2. L’Islam politico è così visto soprattutto in termini di masse islamiche (termine usato dalla Lioce, nella sua sintomatica analisi): è un soggetto proletario, tanto che lo si consideri come insieme dei paesi islamici, complessivamente più poveri dell’Occidente, quanto che lo si veda come insieme degli immigrati in terra europea; e come ogni classe proletaria, in “tutto il mondo” (Manifesto), è insignito, suo malgrado, diremmo, del ruolo di soggetto rivoluzionario. Come Lenin giudicò che la classe operaia dovesse, nella situazione russa, allearsi con l’insolito partner dei contadini, così oggi l’alleanza può ben farsi con un soggetto un po’ atipico. Insomma non più falce e martello, ma mezzaluna e martello. Ma tant’è: New York val bene una Sura. Senza i contadini, in Russia, la Rivoluzione non avrebbe vinto; senza l’Islam politico, oggi, poche speranze di contrapporsi all’America.

3. Da notare che esiste una proporzionalità esattamente inversa tra le responsabilità dell’ideologia fondamentalista e quelle del capitalismo (e dell’Occidente): assolvere il fondamentalismo è l’unico modo per poter accusare l’America, l’Occidente, la cultura cristiana. Nella misura in cui invece si ammettesse una specifica responsabilità dell’ideologia radicalista, si alleggerirebbe il carico di colpe dell’Occidente. Ma è evidente che nello schema dell’interpretazione di sinistra della realtà tutta la colpa, è già scritto nel copione, deve essere dell’Occidente. E questa considerazione, per i nessi profondi tra Occidente e Cristianesimo, ci conduce a un altro punto.

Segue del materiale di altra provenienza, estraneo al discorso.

//! Mouse hit-testing.
//!
//! Rendering records every clickable region in draw order. Later regions are
//! drawn on top, so lookups scan from the back.

use super::filters::FilterField;
use ratatui::layout::{Position, Rect};

#[derive(Debug, Clone, PartialEq, Eq)]
pub enum HitTarget {
    SelectHeader(FilterField),
    SelectOption(FilterField, String),
    /// Search field and padding of an open dropdown. Swallows clicks.
    SelectPanel(FilterField),
    SearchBox,
    SortToggle,
    DarkModeToggle,
    /// Card body, by listing id.
    Card(String),
    /// Heart button inside a card, by listing id.
    Favorite(String),
    Page(usize),
    /// Detail overlay body. Swallows clicks.
    Overlay,
    CloseOverlay,
    CopyApplyLink,
}

#[derive(Debug, Clone, Default)]
pub struct HitMap {
    regions: Vec<(Rect, HitTarget)>,
}

impl HitMap {
    pub fn new() -> Self {
        Self::default()
    }

    pub fn push(&mut self, area: Rect, target: HitTarget) {
        if area.width > 0 && area.height > 0 {
            self.regions.push((area, target));
        }
    }

    /// Topmost target under terminal cell `(column, row)`.
    pub fn target_at(&self, column: u16, row: u16) -> Option<&HitTarget> {
        let position = Position::new(column, row);
        self.regions
            .iter()
            .rev()
            .find(|(area, _)| area.contains(position))
            .map(|(_, target)| target)
    }

    /// Everything a dropdown covered this frame: its header plus, when open,
    /// its panel and option rows.
    pub fn select_region(&self, field: FilterField) -> Option<Rect> {
        self.regions
            .iter()
            .filter(|(_, target)| match target {
                HitTarget::SelectHeader(f)
                | HitTarget::SelectPanel(f)
                | HitTarget::SelectOption(f, _) => *f == field,
                _ => false,
            })
            .map(|(area, _)| *area)
            .reduce(|acc, area| acc.union(area))
    }

    pub fn is_empty(&self) -> bool {
        self.regions.is_empty()
    }
}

4. C’è infatti un ulteriore fattore, meno esplicito, ma a nostro parere innegabile, ed è l’odio anticristiano. Nella sinistra italiana questo è meno evidente, ma in altri paesi, caso emblematico il Belgio, si tratta di un fenomeno innegabile. Nell’Islam politico una certa sinistra (in questo complice anche di altri settori dell’arco politico, e non solo politico) vede infatti non solo un prezioso, insostituibile, alleato nella lotta contro l’America e il capitalismo, ma anche un utile sicario, l’esecutore materiale di un assassinio spirituale che invano il comunismo ha cercato di perpetrare nei lunghi anni del regime sovietico: l’assassinio del Cristianesimo. Questo fattore però, ripetiamolo, non è identificabile in una sola parte politica, anche perché affonda le sue radici in un tenebroso Potere invisibile. Di fatto però, oggi, è in una certa area politica che l’odio anticristiano, in tutta Europa, trova più spazio.


Che giudizio dare di questa, inedita e spuria, alleanza? La storia si incaricherà di mostrare quanto si sia trattato di una unità vera, una unità-per, oppure di una unità-contro, foriera di accecamento verso i fatti. A noi piace concludere con una frase dei Padri del Deserto: una amicizia tra due esseri umani, che abbia un motivo puramente naturalistico, si trasforma, col tempo, in feroce inimicizia.